• Ann Chir Plast Esthet · Jun 2005

    Case Reports

    [Face necrotizing fasciitis following spinocellular epithelioma excision].

    • S Gindre, J Dellamonica, E Couadau, M Carles, F Vandenbos, P Delgiudice, D Grimaud, and C Ichai.
    • Département d'anesthésie et réanimation, hôpital Saint-Roch, 5, rue Pierre-Devoluy, BP 1319, 06006 Nice cedex 01, France. stephanegindre@wanadoo.fr
    • Ann Chir Plast Esthet. 2005 Jun 1; 50 (3): 233-6.

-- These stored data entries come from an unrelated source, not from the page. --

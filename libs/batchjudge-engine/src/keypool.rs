/// Key Pool - Shared Credential Allocator
///
/// **Responsibility:**
/// Hand out judge credentials with remaining daily quota and account for
/// every submission made with them.
///
/// **Concurrency:**
/// One mutex guards the whole pool. "Pick the least-used key" compares
/// across credentials, so per-credential locks could not keep it consistent.
/// The lock is never held across an await point.
///
/// A `Reservation` holds an in-flight slot on its credential until it is
/// settled through `record_success` / `record_failure`. Concurrent
/// reservations therefore never jointly exceed a credential's remaining
/// quota. Dropping an unsettled reservation frees the slot; it is charged
/// only if `begin_submission` was called, since the judge may already count
/// that request.

use std::collections::HashSet;
use std::sync::{Arc, Mutex, MutexGuard, PoisonError};

use batchjudge_common::types::{Credential, CredentialId, CredentialStatus};
use chrono::{DateTime, Duration as ChronoDuration, Utc};
use tracing::{debug, info, warn};

use crate::error::PoolError;

#[derive(Debug, Clone, Copy, PartialEq, Eq)]
pub enum FailureReason {
    /// Judge rejected the key; permanent until the owner re-verifies it
    AuthInvalid,
    /// Judge's own quota count is authoritative
    QuotaExceeded,
    /// Network / 5xx / timeout; retry elsewhere, key unchanged
    Transient,
}

#[derive(Debug)]
struct Slot {
    credential: Credential,
    in_flight: u32,
}

impl Slot {
    fn is_eligible(&self) -> bool {
        self.credential.status == CredentialStatus::Active
            && self.credential.daily_usage + self.in_flight < self.credential.daily_limit
    }

    fn effective_usage(&self) -> u32 {
        self.credential.daily_usage + self.in_flight
    }

    fn charge(&mut self) {
        self.credential.daily_usage += 1;

        if self.credential.daily_usage >= self.credential.daily_limit
            && self.credential.status == CredentialStatus::Active
        {
            self.credential.status = CredentialStatus::Exhausted;
            info!(
                credential = %self.credential.id,
                daily_usage = self.credential.daily_usage,
                "Credential reached its daily limit"
            );
        }
    }
}

#[derive(Debug, Default)]
struct PoolState {
    slots: Vec<Slot>,
}

impl PoolState {
    fn slot_mut(&mut self, id: &CredentialId) -> Option<&mut Slot> {
        self.slots.iter_mut().find(|s| &s.credential.id == id)
    }
}

fn lock(state: &Mutex<PoolState>) -> MutexGuard<'_, PoolState> {
    state.lock().unwrap_or_else(PoisonError::into_inner)
}

#[derive(Debug, Clone, Default)]
pub struct KeyPool {
    state: Arc<Mutex<PoolState>>,
}

/// A credential checked out for exactly one submission
#[derive(Debug)]
pub struct Reservation {
    pool: Arc<Mutex<PoolState>>,
    credential: Credential,
    settled: bool,
    submitted: bool,
}

impl Reservation {
    pub fn credential(&self) -> &Credential {
        &self.credential
    }

    pub fn id(&self) -> CredentialId {
        self.credential.id
    }

    /// Mark that a request is about to reach the judge. From here on,
    /// abandoning the reservation still charges the credential.
    pub fn begin_submission(&mut self) {
        self.submitted = true;
    }
}

impl Drop for Reservation {
    fn drop(&mut self) {
        if self.settled {
            return;
        }
        let mut state = lock(&self.pool);
        if let Some(slot) = state.slot_mut(&self.credential.id) {
            slot.in_flight = slot.in_flight.saturating_sub(1);
            if self.submitted {
                slot.charge();
            }
        }
        debug!(
            credential = %self.credential.id,
            charged = self.submitted,
            "Released unsettled reservation"
        );
    }
}

impl KeyPool {
    pub fn new(credentials: impl IntoIterator<Item = Credential>) -> Self {
        let slots = credentials
            .into_iter()
            .map(|credential| Slot {
                credential,
                in_flight: 0,
            })
            .collect();
        Self {
            state: Arc::new(Mutex::new(PoolState { slots })),
        }
    }

    /// Register a new credential; a duplicate id replaces the stored record
    pub fn add(&self, credential: Credential) {
        let mut state = lock(&self.state);
        match state.slot_mut(&credential.id) {
            Some(slot) => slot.credential = credential,
            None => state.slots.push(Slot {
                credential,
                in_flight: 0,
            }),
        }
    }

    pub fn len(&self) -> usize {
        lock(&self.state).slots.len()
    }

    pub fn is_empty(&self) -> bool {
        self.len() == 0
    }

    pub fn active_count(&self) -> usize {
        lock(&self.state)
            .slots
            .iter()
            .filter(|s| s.credential.status == CredentialStatus::Active)
            .count()
    }

    pub fn snapshot(&self) -> Vec<Credential> {
        lock(&self.state)
            .slots
            .iter()
            .map(|s| s.credential.clone())
            .collect()
    }

    pub fn get(&self, id: &CredentialId) -> Option<Credential> {
        lock(&self.state)
            .slots
            .iter()
            .find(|s| &s.credential.id == id)
            .map(|s| s.credential.clone())
    }

    pub fn reserve(&self) -> Result<Reservation, PoolError> {
        self.reserve_excluding(&HashSet::new())
    }

    /// Reserve the least-used eligible credential not in `excluded`.
    /// Ties go to the credential reset longest ago.
    pub fn reserve_excluding(&self, excluded: &HashSet<CredentialId>) -> Result<Reservation, PoolError> {
        let mut state = lock(&self.state);

        let slot = state
            .slots
            .iter_mut()
            .filter(|s| s.is_eligible() && !excluded.contains(&s.credential.id))
            .min_by(|a, b| {
                a.effective_usage()
                    .cmp(&b.effective_usage())
                    .then(a.credential.last_reset.cmp(&b.credential.last_reset))
            })
            .ok_or(PoolError::NoneAvailable)?;

        slot.in_flight += 1;
        debug!(
            credential = %slot.credential.id,
            daily_usage = slot.credential.daily_usage,
            in_flight = slot.in_flight,
            daily_limit = slot.credential.daily_limit,
            "Reserved credential"
        );

        Ok(Reservation {
            pool: Arc::clone(&self.state),
            credential: slot.credential.clone(),
            settled: false,
            submitted: false,
        })
    }

    /// The judge accepted a submission made with this credential
    pub fn record_success(&self, mut reservation: Reservation) {
        reservation.settled = true;
        let mut state = lock(&self.state);
        let Some(slot) = state.slot_mut(&reservation.credential.id) else {
            return;
        };

        slot.in_flight = slot.in_flight.saturating_sub(1);
        slot.charge();
    }

    /// The attempt failed before the judge created a submission
    pub fn record_failure(&self, reservation: Reservation, reason: FailureReason) {
        self.settle_failure(reservation, reason, false);
    }

    /// The judge created a submission, then the attempt failed (poll
    /// timeout, lost connection, rejected fetch). The call still counts.
    pub fn record_failure_after_submit(&self, reservation: Reservation, reason: FailureReason) {
        self.settle_failure(reservation, reason, true);
    }

    fn settle_failure(&self, mut reservation: Reservation, reason: FailureReason, charged: bool) {
        reservation.settled = true;
        let mut state = lock(&self.state);
        let Some(slot) = state.slot_mut(&reservation.credential.id) else {
            return;
        };

        slot.in_flight = slot.in_flight.saturating_sub(1);
        if charged {
            slot.charge();
        }

        match reason {
            FailureReason::AuthInvalid => {
                slot.credential.status = CredentialStatus::Invalid;
                warn!(
                    credential = %slot.credential.id,
                    owner = %slot.credential.owner_ref,
                    "Credential rejected by judge; marked invalid"
                );
            }
            FailureReason::QuotaExceeded => {
                if slot.credential.status != CredentialStatus::Invalid {
                    slot.credential.status = CredentialStatus::Exhausted;
                }
                warn!(
                    credential = %slot.credential.id,
                    counted_usage = slot.credential.daily_usage,
                    "Judge reported quota exceeded; marked exhausted"
                );
            }
            FailureReason::Transient => {
                debug!(credential = %slot.credential.id, "Transient failure; credential unchanged");
            }
        }
    }

    pub fn reset_daily(&self) -> usize {
        self.reset_daily_at(Utc::now())
    }

    /// Zero usage on every credential whose last reset is at least 24h old.
    /// Exhausted credentials become active again; invalid ones stay invalid.
    /// Returns the number of credentials reset.
    pub fn reset_daily_at(&self, now: DateTime<Utc>) -> usize {
        let mut state = lock(&self.state);
        let mut reset = 0;

        for slot in state.slots.iter_mut() {
            let credential = &mut slot.credential;
            if now - credential.last_reset < ChronoDuration::hours(24) {
                continue;
            }
            credential.daily_usage = 0;
            credential.last_reset = now;
            if credential.status == CredentialStatus::Exhausted {
                credential.status = CredentialStatus::Active;
            }
            reset += 1;
        }

        if reset > 0 {
            info!(reset = reset, "Daily quota reset");
        }
        reset
    }
}
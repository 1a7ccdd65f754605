/// Execution Orchestrator - High-Level Orchestration
///
/// **Responsibility:**
/// Turn one user's solve code and a problem's test cases into one verdict
/// per test case, using as few judge submissions as possible.
///
/// **Architecture:**
/// 1. CodeTransformer builds the multi-case harness once (transformer.rs)
/// 2. BatchPlanner splits the cases under the judge's CPU ceiling (planner.rs)
/// 3. Per batch: KeyPool reserves a credential (keypool.rs), the judge client
///    submits and polls (client.rs), ResultParser produces verdicts (parser.rs)
/// 4. Verdicts are re-assembled in input order with call metrics
///
/// **Per-batch state machine:**
/// `CREDENTIAL_PENDING → SUBMITTING → POLLING → PARSING`, with a
/// `RETRY_WITH_NEW_CREDENTIAL` edge back to `CREDENTIAL_PENDING` on auth,
/// quota or transient failures. Retries share one budget across the whole
/// call; when it runs out, or the pool has nothing left, the call ends in
/// `PARTIAL_FAILURE` with whatever verdicts were obtained.
///
/// This module is the glue layer - it knows nothing about:
/// - How the judge protocol works (client's job)
/// - How outputs are compared (parser's job)

use std::collections::HashSet;
use std::future::Future;
use std::sync::atomic::{AtomicUsize, Ordering};
use std::sync::Arc;
use std::time::Duration;

use batchjudge_common::config::Settings;
use batchjudge_common::types::{
    CredentialId, ExecutionReport, PlatformCeilings, RunOutcome, StatusKind, TestCase, Verdict,
};
use chrono::{DateTime, Utc};
use futures_util::stream::{self, StreamExt};
use tokio::time::Instant;
use tracing::{debug, info, instrument, warn};
use uuid::Uuid;

use crate::cipher::{PlainCipher, SecretCipher};
use crate::client::{JudgeApi, RemoteResult, SubmissionLimits, SubmissionRequest};
use crate::error::{OrchestrationError, PlanError};
use crate::keypool::{FailureReason, KeyPool};
use crate::parser;
use crate::planner::{self, Batch, BatchPlanner, Framing};
use crate::transformer::{CodeTransformer, TransformedProgram};

#[derive(Debug, Clone)]
pub struct OrchestratorConfig {
    pub safety_margin: f64,
    pub memory_limit_kb: u64,
    /// Known judge maxima; `None` asks the judge once per orchestrator
    pub ceilings: Option<PlatformCeilings>,
    /// Defaults to the pool size
    pub max_retries: Option<usize>,
    /// Defaults to the number of active credentials
    pub max_parallel_batches: Option<usize>,
    /// Base delay before retrying after a transient failure
    pub retry_backoff: Duration,
}

impl Default for OrchestratorConfig {
    fn default() -> Self {
        Self {
            safety_margin: planner::DEFAULT_SAFETY_MARGIN,
            memory_limit_kb: 256_000,
            ceilings: None,
            max_retries: None,
            max_parallel_batches: None,
            retry_backoff: Duration::from_millis(500),
        }
    }
}

impl OrchestratorConfig {
    pub fn from_settings(settings: &Settings) -> Self {
        Self {
            safety_margin: settings.batching.safety_margin,
            memory_limit_kb: settings.batching.memory_limit_kb,
            ceilings: settings.ceilings,
            max_retries: settings.orchestration.max_retries,
            max_parallel_batches: settings.orchestration.max_parallel_batches,
            ..Self::default()
        }
    }
}

/// One judge call, alive only while the batch is in flight
#[derive(Debug, Clone)]
struct SubmissionAttempt {
    batch_index: usize,
    credential: CredentialId,
    remote_token: Option<String>,
    submitted_at: DateTime<Utc>,
}

impl SubmissionAttempt {
    fn elapsed_ms(&self) -> i64 {
        (Utc::now() - self.submitted_at).num_milliseconds()
    }
}

#[derive(Debug, Clone, Copy, PartialEq, Eq)]
enum BatchStatus {
    Done,
    /// Pool or retry budget ran out before the batch got a judge result
    Unresolved,
    Cancelled,
}

#[derive(Debug)]
struct BatchOutcome {
    index: usize,
    status: BatchStatus,
    verdicts: Vec<Verdict>,
}
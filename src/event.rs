//! Event dispatch for the worker lifecycle.
//!
//! The hosting runtime drives the cache through three event kinds:
//! install, activate, and fetch interception. Events are processed
//! sequentially by a task owning the worker; fetch replies travel back
//! over oneshot channels.

use color_eyre::{eyre::eyre, Result};
use tokio::sync::{mpsc, oneshot};

use crate::fetch::NetworkFetch;
use crate::request::Request;
use crate::store::CacheStore;
use crate::worker::{OfflineCache, Served};

type ReplyTo<T> = oneshot::Sender<Result<T>>;

/// Lifecycle events
#[derive(Debug)]
pub enum Event {
  /// Precache the manifest into the current version's store
  Install(ReplyTo<()>),
  /// Purge stale stores and start intercepting
  Activate(ReplyTo<()>),
  /// An intercepted resource request
  Fetch(Request, ReplyTo<Served>),
}

/// Handle to a running worker task.
///
/// Cloneable; senders from independent interception points all feed the
/// same sequential dispatcher.
#[derive(Clone)]
pub struct WorkerHandle {
  tx: mpsc::UnboundedSender<Event>,
}

impl WorkerHandle {
  /// Spawn the dispatcher task that owns the worker.
  pub fn spawn<S, N>(worker: OfflineCache<S, N>) -> Self
  where
    S: CacheStore + 'static,
    N: NetworkFetch + 'static,
  {
    let (tx, mut rx) = mpsc::unbounded_channel();

    tokio::spawn(async move {
      let mut worker = worker;
      while let Some(event) = rx.recv().await {
        match event {
          Event::Install(reply) => {
            let _ = reply.send(worker.install().await);
          }
          Event::Activate(reply) => {
            let _ = reply.send(worker.activate());
          }
          Event::Fetch(request, reply) => {
            let _ = reply.send(worker.handle_request(&request).await);
          }
        }
      }
    });

    Self { tx }
  }

  /// Run the install phase to completion.
  pub async fn install(&self) -> Result<()> {
    let (reply, rx) = oneshot::channel();
    self.send(Event::Install(reply))?;
    rx.await.map_err(|_| eyre!("Worker task stopped"))?
  }

  /// Run the activate phase to completion.
  pub async fn activate(&self) -> Result<()> {
    let (reply, rx) = oneshot::channel();
    self.send(Event::Activate(reply))?;
    rx.await.map_err(|_| eyre!("Worker task stopped"))?
  }

  /// Intercept a request and wait for the served response.
  pub async fn fetch(&self, request: Request) -> Result<Served> {
    let (reply, rx) = oneshot::channel();
    self.send(Event::Fetch(request, reply))?;
    rx.await.map_err(|_| eyre!("Worker task stopped"))?
  }

  fn send(&self, event: Event) -> Result<()> {
    self
      .tx
      .send(event)
      .map_err(|_| eyre!("Worker task stopped"))
  }
}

    AbstractNecrotizing fasciitis is a bacterial dermo-hypodermitis with superficial aponevrosis necrosis due to Streptococcus pyogenes. Head and neck region are some rare localization of this infection especially after surgery. We report herein a case of a face necrotizing fasciitis following minor face surgery. A 86 year-old Caucasian male without any antecedents, nor treatment, has been operated for a fronthead spinocellular epithelioma under local anesthesia. Twelve hours later, a severe pain localized to the face occurred, with sleeplessness, followed up with a face orbitary oedema and fever. Twenty-four hours later, an intravenous antibiotherapy was therefore started and surgical treatment was performed as soon as the diagnosis of necrotizing fasciitis was considered. An important inflammatory oedema was noticed, associated to a large necrotic softening of the face, the eyelid and the neck sub-cutaneous tissues. Then, the patient has been transferred in intensive care unit because multi-organ failure clinical and biological signs occurred. Pre-operatory bacteriological samples culture identified Streptococcus pyogenes. Repeated surgical explorations and debridement (excision, cleaning, draining and bandages recovery) were performed daily as needed until all the necrotic tissue was all eradicated. The antibiotherapy was prescribed to totalised 15 days. Our report underlines the importance of an early recognition of the diagnosis of soft tissue infection, because early surgical treatment has a better prognosis and antibiotic treatment alone is inefficient for the recovery. Alert is delivered by the local signs quickly followed up by skin changes. Anti-inflammatory therapy must be avoid in case of any soft tissue infection sign: they may increase the lesions, hide alarm signs and delay surgical treatment.